I'm currently reading Stephen Gaukroger's huge and detailed book on the rise of modern science, The Emergence of a Scientific Culture: Science and the Shaping of Modernity 1210-1685 (New York: Oxford University Press, 2006). As its title implies, this covers European intellectual history from the rise of neo-Aristotelian natural philosophy in the thirteenth century through to developments involving Isaac Newton, Robert Hooke, and others in the late seventeenth century (the century we most associate with the Scientific Revolution in Europe).
I started on this because I'd been told that it would demonstrate how Christianity assisted the rise of science in Europe, or something along those lines. I must say that I am nearly finished it, and it has demonstrated no such thing so far. The rise of a recognisably modern form of science seems to be the result of many historically contingent factors, as far as I can make out, not least the individual geniuses of Copernicus, Galileo, Newton, and others who were involved in the ferment of ideas in the sixteenth and seventeenth centuries.

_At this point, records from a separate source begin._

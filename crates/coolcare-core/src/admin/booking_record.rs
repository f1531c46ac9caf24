use crate::repository::{Entity, Searchable, contains_ignore_case};
use serde::{Deserialize, Serialize};
use strum::{Display, EnumIter, EnumString};

/// Lifecycle of a booking as managed by staff.
#[derive(
    Debug,
    Clone,
    Copy,
    PartialEq,
    Eq,
    Default,
    Serialize,
    Deserialize,
    Display,
    EnumIter,
    EnumString,
)]
#[serde(rename_all = "kebab-case")]
#[strum(serialize_all = "kebab-case")]
pub enum BookingStatus {
    #[default]
    Pending,
    Confirmed,
    InProgress,
    Completed,
    Cancelled,
}

impl BookingStatus {
    pub fn is_terminal(self) -> bool {
        matches!(self, Self::Completed | Self::Cancelled)
    }

    /// Whether staff may move a booking from `self` to `next`.
    ///
    /// Any open booking may be confirmed, started or cancelled; only a
    /// started booking may be completed. Completed and cancelled bookings
    /// are final.
    pub fn can_transition_to(self, next: Self) -> bool {
        if self.is_terminal() {
            return false;
        }
        match next {
            Self::Confirmed | Self::InProgress | Self::Cancelled => true,
            Self::Completed => self == Self::InProgress,
            Self::Pending => false,
        }
    }
}

#[derive(Debug, Clone, PartialEq, Eq, Default, Serialize, Deserialize)]
pub struct ContactCard {
    pub name: String,
    pub phone: String,
}

#[derive(Debug, Clone, PartialEq, Eq, Serialize, Deserialize)]
#[serde(rename_all = "camelCase")]
pub struct BookingRecord {
    pub id: String,
    pub customer: ContactCard,
    pub service: String,
    pub date: String,
    pub time: String,
    pub status: BookingStatus,
    pub advance_paid: bool,
    /// Amount collected so far, in major units.
    pub amount_paid: u64,
}

impl Entity for BookingRecord {
    const ENTITY_TYPE: &'static str = "booking";

    fn id(&self) -> &str {
        &self.id
    }
}

impl Searchable for BookingRecord {
    fn matches(&self, query: &str) -> bool {
        contains_ignore_case(&self.customer.name, query)
            || self.customer.phone.contains(query)
            || contains_ignore_case(&self.service, query)
    }
}
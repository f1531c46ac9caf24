//! Resend cooldown ticker.

use std::sync::Arc;
use std::sync::atomic::{AtomicU32, Ordering};
use std::time::Duration;
use tokio::time::{Instant, MissedTickBehavior, interval_at};
use tokio_util::sync::CancellationToken;

/// A once-per-second countdown that blocks OTP resends while it is non-zero.
///
/// The countdown runs on a background task and is cancelled when the
/// cooldown is re-armed, explicitly cancelled, or dropped, so a discarded
/// session is never touched by a stale ticker.
#[derive(Debug, Default)]
pub struct ResendCooldown {
    remaining: Arc<AtomicU32>,
    cancel: Option<CancellationToken>,
}

impl ResendCooldown {
    pub fn new() -> Self {
        Self::default()
    }

    /// Seconds left before a resend is allowed.
    pub fn remaining_secs(&self) -> u32 {
        self.remaining.load(Ordering::SeqCst)
    }

    pub fn is_active(&self) -> bool {
        self.remaining_secs() > 0
    }

    /// Starts a fresh countdown of `secs` seconds, replacing any running one.
    ///
    /// Must be called from within a Tokio runtime.
    pub fn arm(&mut self, secs: u32) {
        self.cancel();
        if secs == 0 {
            return;
        }

        // Each countdown gets its own counter; a cancelled ticker keeps only
        // the counter it was started with.
        let remaining = Arc::new(AtomicU32::new(secs));
        let token = CancellationToken::new();
        self.remaining = Arc::clone(&remaining);
        self.cancel = Some(token.clone());

        tokio::spawn(async move {
            let period = Duration::from_secs(1);
            let mut ticker = interval_at(Instant::now() + period, period);
            ticker.set_missed_tick_behavior(MissedTickBehavior::Burst);
            tracing::debug!(target: "otp", "Resend cooldown armed ({}s)", secs);

            loop {
                tokio::select! {
                    biased;
                    _ = token.cancelled() => {
                        tracing::debug!(target: "otp", "Resend cooldown cancelled");
                        break;
                    }
                    _ = ticker.tick() => {
                        let left = remaining.fetch_sub(1, Ordering::SeqCst).saturating_sub(1);
                        if left == 0 {
                            tracing::debug!(target: "otp", "Resend cooldown elapsed");
                            break;
                        }
                    }
                }
            }
        });
    }

    /// Stops the countdown and clears the remaining time.
    pub fn cancel(&mut self) {
        if let Some(token) = self.cancel.take() {
            token.cancel();
        }
        self.remaining = Arc::new(AtomicU32::new(0));
    }
}

impl Drop for ResendCooldown {
    fn drop(&mut self) {
        if let Some(token) = self.cancel.take() {
            token.cancel();
        }
    }
}
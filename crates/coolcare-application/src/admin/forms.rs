//! Form bindings for the back-office entities.

use chrono::Local;
use coolcare_core::admin::{
    BookingRecord, BookingStatus, ContactCard, Customer, CustomerStatus, Package,
    ServiceOffering, new_record_id, parse_features,
};
use coolcare_core::error::{CoolcareError, Result};

/// The editable text of one entity, as held by an open modal.
pub trait EntityForm<T>: Default + Clone + Send + Sync {
    /// Pre-fills the form from a stored entity.
    fn from_entity(entity: &T) -> Self;

    /// Checks the required fields.
    fn validate(&self) -> Result<()>;

    /// Produces the entity to store.
    ///
    /// `existing` is the stored entity when editing; fields the form does
    /// not cover are carried over from it. When creating, those fields get
    /// their initial values and a fresh ID.
    fn build(&self, existing: Option<&T>) -> T;
}

/// Fails with the labels of every blank field.
fn require(fields: &[(&str, &str)]) -> Result<()> {
    let missing: Vec<&str> = fields
        .iter()
        .filter(|(_, value)| value.trim().is_empty())
        .map(|(label, _)| *label)
        .collect();
    if missing.is_empty() {
        Ok(())
    } else {
        Err(CoolcareError::validation(format!(
            "Required: {}",
            missing.join(", ")
        )))
    }
}

fn id_for<T>(existing: Option<&T>, id: impl Fn(&T) -> &str) -> String {
    existing.map(|e| id(e).to_string()).unwrap_or_else(new_record_id)
}

#[derive(Debug, Clone, Default, PartialEq, Eq)]
pub struct ServiceForm {
    pub title: String,
    pub description: String,
    pub image_url: String,
}

impl EntityForm<ServiceOffering> for ServiceForm {
    fn from_entity(entity: &ServiceOffering) -> Self {
        Self {
            title: entity.title.clone(),
            description: entity.description.clone(),
            image_url: entity.image_url.clone(),
        }
    }

    fn validate(&self) -> Result<()> {
        require(&[("title", self.title.as_str())])
    }

    fn build(&self, existing: Option<&ServiceOffering>) -> ServiceOffering {
        ServiceOffering {
            id: id_for(existing, |s| s.id.as_str()),
            title: self.title.trim().to_string(),
            description: self.description.trim().to_string(),
            image_url: self.image_url.trim().to_string(),
        }
    }
}

#[derive(Debug, Clone, Default, PartialEq, Eq)]
pub struct PackageForm {
    pub name: String,
    pub price: String,
    /// Comma separated feature list.
    pub features: String,
    pub badge: String,
    pub details: String,
}

impl EntityForm<Package> for PackageForm {
    fn from_entity(entity: &Package) -> Self {
        Self {
            name: entity.name.clone(),
            price: entity.price.clone(),
            features: entity.features.join(", "),
            badge: entity.badge.clone(),
            details: entity.details.clone(),
        }
    }

    fn validate(&self) -> Result<()> {
        require(&[("name", self.name.as_str()), ("price", self.price.as_str())])
    }

    fn build(&self, existing: Option<&Package>) -> Package {
        Package {
            id: id_for(existing, |p| p.id.as_str()),
            name: self.name.trim().to_string(),
            price: self.price.trim().to_string(),
            features: parse_features(&self.features),
            badge: self.badge.trim().to_string(),
            details: self.details.trim().to_string(),
        }
    }
}

#[derive(Debug, Clone, Default, PartialEq, Eq)]
pub struct CustomerForm {
    pub name: String,
    pub phone: String,
    pub email: String,
    pub address: String,
}

impl EntityForm<Customer> for CustomerForm {
    fn from_entity(entity: &Customer) -> Self {
        Self {
            name: entity.name.clone(),
            phone: entity.phone.clone(),
            email: entity.email.clone(),
            address: entity.address.clone(),
        }
    }

    fn validate(&self) -> Result<()> {
        require(&[
            ("name", self.name.as_str()),
            ("phone", self.phone.as_str()),
            ("address", self.address.as_str()),
        ])
    }

    fn build(&self, existing: Option<&Customer>) -> Customer {
        Customer {
            id: id_for(existing, |c| c.id.as_str()),
            name: self.name.trim().to_string(),
            phone: self.phone.trim().to_string(),
            email: self.email.trim().to_string(),
            address: self.address.trim().to_string(),
            total_bookings: existing.map_or(0, |c| c.total_bookings),
            status: existing.map_or(CustomerStatus::Active, |c| c.status),
            created_at: existing.map_or_else(|| Local::now().date_naive(), |c| c.created_at),
        }
    }
}

#[derive(Debug, Clone, Default, PartialEq, Eq)]
pub struct BookingForm {
    pub customer_name: String,
    pub phone: String,
    pub service: String,
    pub date: String,
    pub time: String,
}

impl EntityForm<BookingRecord> for BookingForm {
    fn from_entity(entity: &BookingRecord) -> Self {
        Self {
            customer_name: entity.customer.name.clone(),
            phone: entity.customer.phone.clone(),
            service: entity.service.clone(),
            date: entity.date.clone(),
            time: entity.time.clone(),
        }
    }

    fn validate(&self) -> Result<()> {
        require(&[
            ("customer name", self.customer_name.as_str()),
            ("service", self.service.as_str()),
            ("date", self.date.as_str()),
        ])
    }

    fn build(&self, existing: Option<&BookingRecord>) -> BookingRecord {
        BookingRecord {
            id: id_for(existing, |b| b.id.as_str()),
            customer: ContactCard {
                name: self.customer_name.trim().to_string(),
                phone: self.phone.trim().to_string(),
            },
            service: self.service.trim().to_string(),
            date: self.date.trim().to_string(),
            time: self.time.trim().to_string(),
            status: existing.map_or(BookingStatus::Pending, |b| b.status),
            advance_paid: existing.is_some_and(|b| b.advance_paid),
            amount_paid: existing.map_or(0, |b| b.amount_paid),
        }
    }
}

#[cfg(test)]
mod tests {
    use super::*;

    #[test]
    fn test_require_lists_blank_fields() {
        let form = CustomerForm {
            name: "Rahul".to_string(),
            phone: "  ".to_string(),
            ..Default::default()
        };
        let err = form.validate().unwrap_err();
        assert_eq!(err.to_string(), "Validation error: Required: phone, address");
    }

    #[test]
    fn test_package_features_round_trip_through_text() {
        let package = Package {
            id: "1".to_string(),
            name: "Full Service".to_string(),
            price: "₹999".to_string(),
            features: vec!["Deep cleaning".to_string(), "Gas check".to_string()],
            badge: "Best Value".to_string(),
            details: String::new(),
        };
        let mut form = PackageForm::from_entity(&package);
        assert_eq!(form.features, "Deep cleaning, Gas check");

        form.features.push_str(", Coil clean ,");
        let rebuilt = form.build(Some(&package));
        assert_eq!(rebuilt.id, "1");
        assert_eq!(rebuilt.features, vec!["Deep cleaning", "Gas check", "Coil clean"]);
    }

    #[test]
    fn test_edit_keeps_fields_outside_the_form() {
        let existing = BookingRecord {
            id: "2".to_string(),
            customer: ContactCard {
                name: "Priya Sharma".to_string(),
                phone: "9123456780".to_string(),
            },
            service: "AC Repair".to_string(),
            date: "2025-10-29".to_string(),
            time: "14:00".to_string(),
            status: BookingStatus::Confirmed,
            advance_paid: true,
            amount_paid: 500,
        };
        let mut form = BookingForm::from_entity(&existing);
        form.time = "16:00".to_string();

        let updated = form.build(Some(&existing));
        assert_eq!(updated.time, "16:00");
        assert_eq!(updated.status, BookingStatus::Confirmed);
        assert_eq!(updated.amount_paid, 500);
        assert!(updated.advance_paid);
    }

    #[test]
    fn test_create_starts_with_initial_values() {
        let form = BookingForm {
            customer_name: "Ankit".to_string(),
            service: "AC Cleaning".to_string(),
            date: "2025-11-02".to_string(),
            ..Default::default()
        };
        let created = form.build(None);
        assert!(!created.id.is_empty());
        assert_eq!(created.status, BookingStatus::Pending);
        assert!(!created.advance_paid);
    }
}
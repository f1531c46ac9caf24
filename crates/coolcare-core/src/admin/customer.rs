use crate::repository::{Entity, Searchable, contains_ignore_case};
use chrono::NaiveDate;
use serde::{Deserialize, Serialize};
use strum::{Display, EnumIter, EnumString};

#[derive(
    Debug,
    Clone,
    Copy,
    PartialEq,
    Eq,
    Default,
    Serialize,
    Deserialize,
    Display,
    EnumIter,
    EnumString,
)]
#[serde(rename_all = "lowercase")]
#[strum(serialize_all = "lowercase")]
pub enum CustomerStatus {
    #[default]
    Active,
    Lead,
    Blocked,
}

impl CustomerStatus {
    /// Status after one click on the status toggle: active -> blocked -> lead -> active.
    pub fn toggled(self) -> Self {
        match self {
            Self::Active => Self::Blocked,
            Self::Blocked => Self::Lead,
            Self::Lead => Self::Active,
        }
    }
}

#[derive(Debug, Clone, PartialEq, Eq, Serialize, Deserialize)]
#[serde(rename_all = "camelCase")]
pub struct Customer {
    pub id: String,
    pub name: String,
    pub phone: String,
    pub email: String,
    pub address: String,
    pub total_bookings: u32,
    pub status: CustomerStatus,
    pub created_at: NaiveDate,
}

impl Entity for Customer {
    const ENTITY_TYPE: &'static str = "customer";

    fn id(&self) -> &str {
        &self.id
    }
}

impl Searchable for Customer {
    fn matches(&self, query: &str) -> bool {
        contains_ignore_case(&self.name, query)
            || self.phone.contains(query)
            || contains_ignore_case(&self.email, query)
    }
}
//! Line-oriented terminal input shared by the booking prompts and the
//! checkout presenter.

use anyhow::Result;
use colored::Colorize;
use std::io::Write;
use std::sync::Arc;
use tokio::io::{AsyncBufReadExt, BufReader, Lines, Stdin};
use tokio::sync::Mutex;

/// A single buffered reader over stdin. Everything that prompts the user goes
/// through one instance so no input is buffered away from another reader.
#[derive(Clone)]
pub struct Console {
    lines: Arc<Mutex<Lines<BufReader<Stdin>>>>,
}

impl Default for Console {
    fn default() -> Self {
        Self::new()
    }
}

impl Console {
    pub fn new() -> Self {
        Self {
            lines: Arc::new(Mutex::new(BufReader::new(tokio::io::stdin()).lines())),
        }
    }

    /// Prints `label` and reads one trimmed line. `None` at end of input.
    pub async fn prompt(&self, label: &str) -> Result<Option<String>> {
        print!("{} ", label.bright_cyan());
        std::io::stdout().flush()?;
        let mut lines = self.lines.lock().await;
        Ok(lines.next_line().await?.map(|line| line.trim().to_string()))
    }

    /// Yes/no question, defaulting to no.
    pub async fn confirm(&self, question: &str) -> Result<bool> {
        let answer = self.prompt(&format!("{question} [y/N]")).await?;
        Ok(matches!(answer.as_deref(), Some("y" | "Y" | "yes")))
    }
}
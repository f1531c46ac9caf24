//! Checkout adapter port.

use super::callbacks::CheckoutCallbacks;
use super::model::CheckoutOptions;
use crate::error::BookingError;
use async_trait::async_trait;

/// Boundary to a third-party hosted payment UI.
///
/// # Implementation Notes
///
/// - `ensure_loaded` is idempotent: once the checkout library is present it
///   returns immediately, and concurrent callers share a single in-flight
///   load.
/// - `open` must eventually consume `callbacks` exactly once, through
///   `on_success` or `on_failure`. Dropping them unfired is reported to the
///   workflow as abandonment.
#[async_trait]
pub trait CheckoutAdapter: Send + Sync {
    /// Makes sure the checkout library is available.
    ///
    /// Fails with `BookingError::ScriptLoadFailed` when it cannot be loaded.
    async fn ensure_loaded(&self) -> Result<(), BookingError>;

    /// Presents the hosted checkout for `options`.
    fn open(&self, options: CheckoutOptions, callbacks: CheckoutCallbacks);
}
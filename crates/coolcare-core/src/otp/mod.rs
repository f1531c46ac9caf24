//! Phone verification domain module.
//!
//! # Module Structure
//!
//! - `model`: verification status and policy (`OtpStatus`, `OtpPolicy`)
//! - `gateway`: port to the external OTP dispatch/verification service
//! - `cooldown`: the resend countdown ticker
//! - `session`: the `Unsent -> Sent -> Verified` state machine (`OtpSession`)

mod cooldown;
mod gateway;
mod model;
mod session;

pub use cooldown::ResendCooldown;
pub use gateway::{OtpGateway, OtpReply};
pub use model::{OtpPolicy, OtpStatus};
pub use session::OtpSession;
//! Generic repository port for back-office entities.

use crate::error::Result;
use async_trait::async_trait;

/// An entity that can be stored in a [`Repository`].
pub trait Entity: Clone + Send + Sync + 'static {
    /// Name used in error messages (e.g. `"package"`).
    const ENTITY_TYPE: &'static str;

    fn id(&self) -> &str;
}

/// Free-text search over an entity's listed columns.
pub trait Searchable {
    /// Whether `query` matches this entity. An empty query matches everything.
    fn matches(&self, query: &str) -> bool;
}

/// Case-insensitive substring match used by the admin search boxes.
pub fn contains_ignore_case(haystack: &str, query: &str) -> bool {
    haystack.to_lowercase().contains(&query.to_lowercase())
}

/// Row filter passed to [`Repository::filter`].
pub type Predicate<'a, T> = &'a (dyn Fn(&T) -> bool + Send + Sync);

/// An abstract store for one kind of back-office entity.
///
/// # Implementation Notes
///
/// - `list` preserves insertion order.
/// - `add` fails with `AlreadyExists` when the ID is taken.
/// - `update` and `remove` fail with `NotFound` for unknown IDs.
#[async_trait]
pub trait Repository<T: Entity>: Send + Sync {
    /// Lists all stored entities.
    async fn list(&self) -> Result<Vec<T>>;

    /// Finds an entity by its ID.
    ///
    /// # Returns
    ///
    /// - `Ok(Some(T))`: Entity found
    /// - `Ok(None)`: Entity not found
    /// - `Err(_)`: Error occurred during retrieval
    async fn find_by_id(&self, id: &str) -> Result<Option<T>>;

    /// Lists the entities accepted by `predicate`.
    async fn filter(&self, predicate: Predicate<'_, T>) -> Result<Vec<T>> {
        let all = self.list().await?;
        Ok(all.into_iter().filter(|entity| predicate(entity)).collect())
    }

    /// Stores a new entity and returns it.
    async fn add(&self, entity: T) -> Result<T>;

    /// Replaces the stored entity with the same ID and returns it.
    async fn update(&self, entity: T) -> Result<T>;

    /// Deletes the entity with `id`.
    async fn remove(&self, id: &str) -> Result<()>;
}
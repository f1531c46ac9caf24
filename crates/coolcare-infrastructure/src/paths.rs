//! Platform path resolution for coolcare configuration files.
//!
//! ```text
//! ~/.config/coolcare/          # Config directory (platform default)
//! └── config.toml              # Application configuration
//! ```

use coolcare_core::error::{CoolcareError, Result};
use std::path::PathBuf;

const APP_DIR: &str = "coolcare";
const CONFIG_FILE: &str = "config.toml";

pub struct CoolcarePaths;

impl CoolcarePaths {
    /// Returns the coolcare configuration directory.
    ///
    /// # Returns
    ///
    /// - `Ok(PathBuf)`: Path to config directory (e.g., `~/.config/coolcare/`)
    /// - `Err(CoolcareError::Config)`: The platform has no config directory
    pub fn config_dir() -> Result<PathBuf> {
        dirs::config_dir()
            .map(|dir| dir.join(APP_DIR))
            .ok_or_else(|| CoolcareError::config("Cannot find the user configuration directory"))
    }

    /// Returns the path to the main configuration file.
    pub fn config_file() -> Result<PathBuf> {
        Ok(Self::config_dir()?.join(CONFIG_FILE))
    }
}
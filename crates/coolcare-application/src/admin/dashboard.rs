//! Dashboard figures and "load more" lists.

use chrono::NaiveDate;
use coolcare_core::admin::{BookingRecord, BookingStatus, ServiceOffering};
use serde::Serialize;

/// Rows revealed per "load more" click.
pub const PAGE_STEP: usize = 4;

#[derive(Debug, Clone, Copy, PartialEq, Eq, Default, Serialize)]
#[serde(rename_all = "camelCase")]
pub struct DashboardSummary {
    pub total_services: usize,
    pub bookings_today: usize,
    /// Sum of amounts collected, in major units.
    pub revenue: u64,
    pub pending_requests: usize,
}

impl DashboardSummary {
    pub fn compute(
        bookings: &[BookingRecord],
        services: &[ServiceOffering],
        today: NaiveDate,
    ) -> Self {
        let today = today.format("%Y-%m-%d").to_string();
        Self {
            total_services: services.len(),
            bookings_today: bookings.iter().filter(|b| b.date == today).count(),
            revenue: bookings.iter().map(|b| b.amount_paid).sum(),
            pending_requests: bookings
                .iter()
                .filter(|b| b.status == BookingStatus::Pending)
                .count(),
        }
    }
}

/// A list revealed [`PAGE_STEP`] rows at a time.
#[derive(Debug, Clone, PartialEq, Eq)]
pub struct Paginated<T> {
    items: Vec<T>,
    visible: usize,
}

impl<T> Paginated<T> {
    pub fn new(items: Vec<T>) -> Self {
        Self {
            items,
            visible: PAGE_STEP,
        }
    }

    pub fn visible(&self) -> &[T] {
        &self.items[..self.visible.min(self.items.len())]
    }

    pub fn has_more(&self) -> bool {
        self.visible < self.items.len()
    }

    pub fn load_more(&mut self) {
        if self.has_more() {
            self.visible += PAGE_STEP;
        }
    }

    pub fn total(&self) -> usize {
        self.items.len()
    }
}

Obviously, all these men appeared in cultures that gave them the intellectual and other resources for their work, and they all (even Thomas Hobbes) professed some kind of religious belief, but when you trace through the detail of what motivated them, how they influenced each other, and so on, not much of that has to do with Christianity. What most comes across is their fascination with experiments, thought experiments, and each other's ideas, and in many cases their joy-cum-obsession with the new tools that had become available to them in the form of scientific instruments, precision crafted experimental apparatus, and increasingly powerful kinds of mathematics.
Gaukroger sees his central question as being why a large-scale, successfully legitimating consolidation of science took place in the seventeenth century (and thereafter) - when science tends to be fragmented and stop-start, with long periods of stagnation, whenever it has appeared in a promising form in other times, places, and cultures (pp. 20-22). He answers that the natural philosophy of the Scientific Revolution was attractive to many thinkers in the seventeenth and eighteenth centuries precisely because it appeared to have promise for the renewal of natural theology (p. 23).
That may be so, although nothing said so far gives it a lot of support. Still, it is notorious that such thinkers as Paley did attempt to employ science to support theological positions. That, however, is very different from saying that there was something about Christianity that made it inherently pro-science in the first place.
Indeed, Gaukroger does not seem to maintain any such thesis. He notes that there was a considerable tradition within ancient and medieval Christianity of opposition to natural philosophy (and hence anything resembling science), seeing it as distracting or even idolatrous (57-59, 151).
Nothing in the book seems to give late medieval scholasticism much credit for the rise of science (it appears that whatever science it produced in the thirteenth and fourteenth centuries was not fruitful, and stagnated much like in other cultures that showed promising beginnings in scientific thought, such as China and medieval Islam). Indeed, even Aristotle's form of natural philosophy was initially resisted by the thirteenth-century Church, although the synthesis produced by Aquinas was later given the Church's endorsement.
Renaissance natural theology was largely an attempt to reconcile Aristotelianism with theology, which may well have been intellectually fruitful in some ways, but the Church was harsh to anyone who drew conclusions that strayed beyond orthodoxy. If anything, Christianity seems to have acted more as a hindrance than otherwise to free inquiry into the natural world (though, of course, even resistance can sometimes be inspiring).
I think this book will disappoint anyone who goes to it looking for support for the thesis that Christianity nourished the Scientific Revolution in any sense much stronger than the fact that the "revolution" took place in Christian countries. Nor do I really see any evidence for the more plausible claim that, for historically contingent reasons, Christianity (however that should be unpacked) welcomed and assisted the Scientific Revolution once it got going. If Gaukroger has produced the evidence for that thesis (one that I'm not necessarily opposed to) it looks like it might be in his next book, which was published in 2010. It looks as if I need to read that, too.
Be all that as it may, The Emergence of a Scientific Culture is an extraordinarily scholarly and exhaustive account of what was going on during a crucial period in intellectual history. I'm glad I had my attention drawn to it.
3 comments:
Just out of curiosity - is Max Weber mentioned? Gaukroger's project sounds a lot like what Weber was up to in his The Protestant Ethic and the Spirit of Capitalism.
I'm now listening to the Great Courses lecture series on the history of science 1700-1900. What comes across clearly in those lectures, especially those dealing with the 1700s, is the caution that the scientists had to exercise in stating the implications of their findings. Time and again, a scientific conclusion would run afoul of the scripture-based understanding of the time. This grip gradually loosened during the course of the 19th century, but, as we know from present-day controversies, the grip has not been lost.
There is some discussion of Weber, though mainly of a particular Weberian theory about what triggered the rise of science (a theory that Gaukroger rejects).
But sure, Weber is one of the great founders, if not the great founder, of the sociological study of intellectual and cultural history, particularly the rise of modernity. Historians of science like Gaukroger will inevitably be influenced by him to greater or lesser extents.